[[ RAW DATA, beginning ]]

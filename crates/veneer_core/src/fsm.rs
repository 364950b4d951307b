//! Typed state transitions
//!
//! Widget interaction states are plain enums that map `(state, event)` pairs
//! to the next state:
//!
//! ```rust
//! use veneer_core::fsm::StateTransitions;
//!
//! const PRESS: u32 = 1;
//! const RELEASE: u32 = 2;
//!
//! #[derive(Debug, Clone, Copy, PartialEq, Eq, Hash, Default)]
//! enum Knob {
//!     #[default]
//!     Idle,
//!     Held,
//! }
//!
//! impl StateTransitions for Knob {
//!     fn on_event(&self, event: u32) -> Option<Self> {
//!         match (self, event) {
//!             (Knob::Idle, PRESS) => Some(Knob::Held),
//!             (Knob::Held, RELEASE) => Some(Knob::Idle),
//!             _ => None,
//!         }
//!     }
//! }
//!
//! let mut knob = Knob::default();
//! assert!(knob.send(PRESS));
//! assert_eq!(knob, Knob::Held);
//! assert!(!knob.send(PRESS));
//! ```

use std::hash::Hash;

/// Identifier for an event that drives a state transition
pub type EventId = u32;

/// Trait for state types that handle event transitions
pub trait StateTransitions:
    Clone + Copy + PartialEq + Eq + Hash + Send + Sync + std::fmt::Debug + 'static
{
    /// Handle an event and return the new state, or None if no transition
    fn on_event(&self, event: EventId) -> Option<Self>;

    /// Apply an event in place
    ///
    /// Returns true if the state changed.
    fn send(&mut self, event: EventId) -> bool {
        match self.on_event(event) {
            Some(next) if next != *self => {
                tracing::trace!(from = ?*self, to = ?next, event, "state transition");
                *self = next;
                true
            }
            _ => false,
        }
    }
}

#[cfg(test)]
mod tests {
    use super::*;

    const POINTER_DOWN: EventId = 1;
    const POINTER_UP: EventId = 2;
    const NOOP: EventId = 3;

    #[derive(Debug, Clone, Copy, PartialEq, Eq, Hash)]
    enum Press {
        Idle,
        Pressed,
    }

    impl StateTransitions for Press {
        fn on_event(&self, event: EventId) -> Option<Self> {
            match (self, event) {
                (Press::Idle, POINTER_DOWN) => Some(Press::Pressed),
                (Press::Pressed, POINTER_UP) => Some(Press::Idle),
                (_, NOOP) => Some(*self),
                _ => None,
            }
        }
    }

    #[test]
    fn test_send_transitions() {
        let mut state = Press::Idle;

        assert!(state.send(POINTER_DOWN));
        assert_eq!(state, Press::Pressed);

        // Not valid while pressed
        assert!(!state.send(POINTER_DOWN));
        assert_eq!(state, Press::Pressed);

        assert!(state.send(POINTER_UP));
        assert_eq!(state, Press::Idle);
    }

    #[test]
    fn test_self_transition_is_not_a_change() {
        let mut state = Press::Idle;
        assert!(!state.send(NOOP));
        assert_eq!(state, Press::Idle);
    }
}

[[ RAW DATA, end ]]
[[ RAW DATA, beginning ]]

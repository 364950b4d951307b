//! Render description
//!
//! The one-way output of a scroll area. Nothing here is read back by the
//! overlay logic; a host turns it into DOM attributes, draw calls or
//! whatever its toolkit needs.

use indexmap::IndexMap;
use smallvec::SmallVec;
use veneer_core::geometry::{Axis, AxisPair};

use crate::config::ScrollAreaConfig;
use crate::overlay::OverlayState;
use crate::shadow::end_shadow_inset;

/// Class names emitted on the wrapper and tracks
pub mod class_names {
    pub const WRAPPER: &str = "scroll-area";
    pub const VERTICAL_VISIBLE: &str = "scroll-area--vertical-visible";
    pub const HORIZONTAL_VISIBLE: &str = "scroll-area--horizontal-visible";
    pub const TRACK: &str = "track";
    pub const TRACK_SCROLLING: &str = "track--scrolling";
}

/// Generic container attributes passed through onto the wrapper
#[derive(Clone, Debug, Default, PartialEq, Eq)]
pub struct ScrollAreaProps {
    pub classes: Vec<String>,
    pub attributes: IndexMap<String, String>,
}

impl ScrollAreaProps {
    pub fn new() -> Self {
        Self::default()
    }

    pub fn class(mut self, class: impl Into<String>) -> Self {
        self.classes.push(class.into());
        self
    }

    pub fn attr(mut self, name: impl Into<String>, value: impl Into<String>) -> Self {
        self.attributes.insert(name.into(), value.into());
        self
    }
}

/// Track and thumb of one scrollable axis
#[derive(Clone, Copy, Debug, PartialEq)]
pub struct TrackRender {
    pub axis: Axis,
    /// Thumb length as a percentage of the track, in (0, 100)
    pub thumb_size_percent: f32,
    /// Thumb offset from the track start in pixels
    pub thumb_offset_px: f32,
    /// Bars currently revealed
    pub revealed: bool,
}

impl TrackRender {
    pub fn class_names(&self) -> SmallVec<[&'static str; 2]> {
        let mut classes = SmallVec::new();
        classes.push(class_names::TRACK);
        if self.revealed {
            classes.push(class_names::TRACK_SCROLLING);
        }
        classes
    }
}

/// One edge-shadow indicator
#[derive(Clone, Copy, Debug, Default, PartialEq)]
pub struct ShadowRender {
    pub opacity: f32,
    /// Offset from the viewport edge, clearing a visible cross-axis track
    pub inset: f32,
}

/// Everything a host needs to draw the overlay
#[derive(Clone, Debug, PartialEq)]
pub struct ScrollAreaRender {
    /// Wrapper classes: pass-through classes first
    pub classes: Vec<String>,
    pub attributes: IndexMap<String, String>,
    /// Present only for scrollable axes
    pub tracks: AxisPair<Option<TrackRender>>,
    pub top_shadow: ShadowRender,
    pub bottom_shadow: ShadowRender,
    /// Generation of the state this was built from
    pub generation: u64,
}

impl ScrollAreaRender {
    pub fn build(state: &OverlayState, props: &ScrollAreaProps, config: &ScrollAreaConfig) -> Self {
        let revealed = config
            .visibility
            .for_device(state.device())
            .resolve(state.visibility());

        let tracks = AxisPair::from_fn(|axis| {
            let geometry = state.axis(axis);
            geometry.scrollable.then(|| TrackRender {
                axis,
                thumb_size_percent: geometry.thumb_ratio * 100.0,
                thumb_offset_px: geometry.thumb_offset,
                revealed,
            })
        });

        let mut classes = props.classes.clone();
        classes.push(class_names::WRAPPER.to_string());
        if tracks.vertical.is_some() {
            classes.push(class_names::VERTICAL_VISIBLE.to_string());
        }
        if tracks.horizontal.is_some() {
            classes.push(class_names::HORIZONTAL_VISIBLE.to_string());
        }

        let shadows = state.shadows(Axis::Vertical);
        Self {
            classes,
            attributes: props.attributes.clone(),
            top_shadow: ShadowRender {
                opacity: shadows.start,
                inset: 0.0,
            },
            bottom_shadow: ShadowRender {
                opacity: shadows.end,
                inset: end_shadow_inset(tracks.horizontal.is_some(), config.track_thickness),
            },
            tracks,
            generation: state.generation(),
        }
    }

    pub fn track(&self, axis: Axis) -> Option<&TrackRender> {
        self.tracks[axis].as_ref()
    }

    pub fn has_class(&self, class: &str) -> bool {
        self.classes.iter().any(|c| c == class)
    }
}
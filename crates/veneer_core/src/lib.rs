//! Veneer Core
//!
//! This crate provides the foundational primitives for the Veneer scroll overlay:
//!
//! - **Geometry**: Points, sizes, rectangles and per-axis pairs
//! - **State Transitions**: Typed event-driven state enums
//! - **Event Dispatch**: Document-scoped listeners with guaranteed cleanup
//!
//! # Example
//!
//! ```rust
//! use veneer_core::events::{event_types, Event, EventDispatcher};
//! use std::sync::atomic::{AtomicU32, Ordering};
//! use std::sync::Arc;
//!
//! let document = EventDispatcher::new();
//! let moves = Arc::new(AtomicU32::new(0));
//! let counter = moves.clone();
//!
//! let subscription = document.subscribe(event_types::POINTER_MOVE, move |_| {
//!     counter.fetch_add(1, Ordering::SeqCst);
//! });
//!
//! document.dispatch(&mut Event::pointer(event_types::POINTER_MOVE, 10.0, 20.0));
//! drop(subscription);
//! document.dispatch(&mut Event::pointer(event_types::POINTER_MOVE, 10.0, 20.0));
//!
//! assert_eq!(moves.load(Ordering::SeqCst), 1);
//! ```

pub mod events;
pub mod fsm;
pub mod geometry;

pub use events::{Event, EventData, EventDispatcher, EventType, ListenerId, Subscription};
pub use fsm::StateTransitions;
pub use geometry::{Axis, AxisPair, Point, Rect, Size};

[[ RAW DATA, end ]]

● **ASSIGNED TASK**
Will you return exactly the lines above from the one with "classes.push(class_names::TRACK);" down to the one with "pub struct ScrollAreaRender", counting both as part of the range?

● **SOLUTION TO THE EXERCISE**
        classes.push(class_names::TRACK);
        if self.revealed {
            classes.push(class_names::TRACK_SCROLLING);
        }
        classes
    }
}

/// One edge-shadow indicator
#[derive(Clone, Copy, Debug, Default, PartialEq)]
pub struct ShadowRender {
    pub opacity: f32,
    /// Offset from the viewport edge, clearing a visible cross-axis track
    pub inset: f32,
}

/// Everything a host needs to draw the overlay
#[derive(Clone, Debug, PartialEq)]
pub struct ScrollAreaRender {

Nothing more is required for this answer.